Joined forces with Aceh’s Provincial Forestry Office, Conservation and Natural Resources (BKSDA), and Fauna and Flora International (FFI), the government of Aceh formed an alliance called the Conservation Response Unit (CRU) in 2009, which duties are separating humans and elephants, and make the animal “busy” to keep them from entering plantations and damaging people’s crops.

The first and only CRU bastion is in Ie Jeureungeh Village in Sampoiniet, in the District of Aceh Jaya. In addition to the fact that the district have been struggling to handle conflicts between humans and elephants, the government also had created a facility to accommodate tamed elephants, mahouts (elephant trainers) and rangers.

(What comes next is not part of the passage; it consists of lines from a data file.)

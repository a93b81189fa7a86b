//! Cars and their move-by-direction interface.

use racetrack_core::{CarId, Direction, Point};

/// A car on the track.
///
/// Each turn a car picks a [`Direction`] that is added to its velocity,
/// then moves by the new velocity.
#[derive(Debug, Clone, PartialEq, Eq)]
#[cfg_attr(feature = "serde", derive(serde::Serialize, serde::Deserialize))]
pub struct Car {
    pub id: CarId,
    /// The character the car is drawn with.
    pub symbol: char,
    pub position: Point,
    pub velocity: Point,
    pub crashed: bool,
}

impl Car {
    /// A car at rest at `position`.
    pub fn new(id: CarId, symbol: char, position: Point) -> Self {
        Self {
            id,
            symbol,
            position,
            velocity: Point::ZERO,
            crashed: false,
        }
    }

    /// Apply an acceleration to the velocity.
    pub fn accelerate(&mut self, direction: Direction) {
        self.velocity += direction.vector();
    }

    /// Where the car ends up if it moves with its current velocity.
    pub fn next_position(&self) -> Point {
        self.position + self.velocity
    }

    /// Move by the current velocity.
    pub fn advance(&mut self) {
        self.position = self.next_position();
    }

    /// Accelerate and move in one turn, returning the new position.
    pub fn drive(&mut self, direction: Direction) -> Point {
        self.accelerate(direction);
        self.advance();
        self.position
    }

    /// Mark the car as crashed. A crashed car stops but keeps its cell.
    pub fn crash(&mut self) {
        self.crashed = true;
        self.velocity = Point::ZERO;
    }
}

CRU’s daily task is herding the elephants to prevent them entering plantations and residential areas. Mahouts and rangers did daily patrols through Sampoiniet forests’ and sometimes encountered dangerous stuff such as enraged wild elephants or armed, aggressive illegal hunters. They assisted the authorities in controlling such hunters. In a nutshell, this task force had initially gained success.

But then in 2012, the situation began to change. A wild elephant had found dead, murdered, in Sampoiniet. This event had sparked conflicts between CRU and the locals.

CRU activities were stopped, and conflicts between human and elephant resurfaced. People can’t work on their crops, because the team who herded elephants have gone. Eventually, the government restored the CRU in Sampoiniet, and four tamed elephants are placed once again along wild elephants’ routes. They even have installed GPS collars on wild elephants to monitor them.

But all of these things make me start to think, is placing the CRU is really a solution?



Baby elephant and his mother in Sampoiniet. (Photo: AFP Photo/Chaideer Mahyuddin)

FFI activist and former CRU coordinator Fendra revealed that conflicts between human and these enormous animals were often triggered by human behavior.

“The locals’ habits in farming had invited wild elephants to their lands and residential areas. They cleared the land uncontrollably further into the forest, so the conflict between them and elephants were intensified and inevitable. Such things have continued to happen since 1998,” he told Media Indonesia.

BKSDA has planned to create a sanctuary for the elephants. They will be localized in their own habitat, and the area will be the gate separating the forest with the conservation area. But before they take the first step to embody the idea, there are much homework to do and one of them is preserving elephants’ natural habitat.

Meanwhile, Sumatran elephants’ habitat continues to shrink, because they don’t live in thick highland forests. They live in the lowlands, where people continue to flock into.

I believe that those who involved in CRU have done many amazing jobs to keep elephants and the locals safe. They’ve achieved so much. But well, I’m no expert, yet in my common perspective, if people continue to cut down forests to clear new lands, we will never get through the conflict between human and those gentle giants.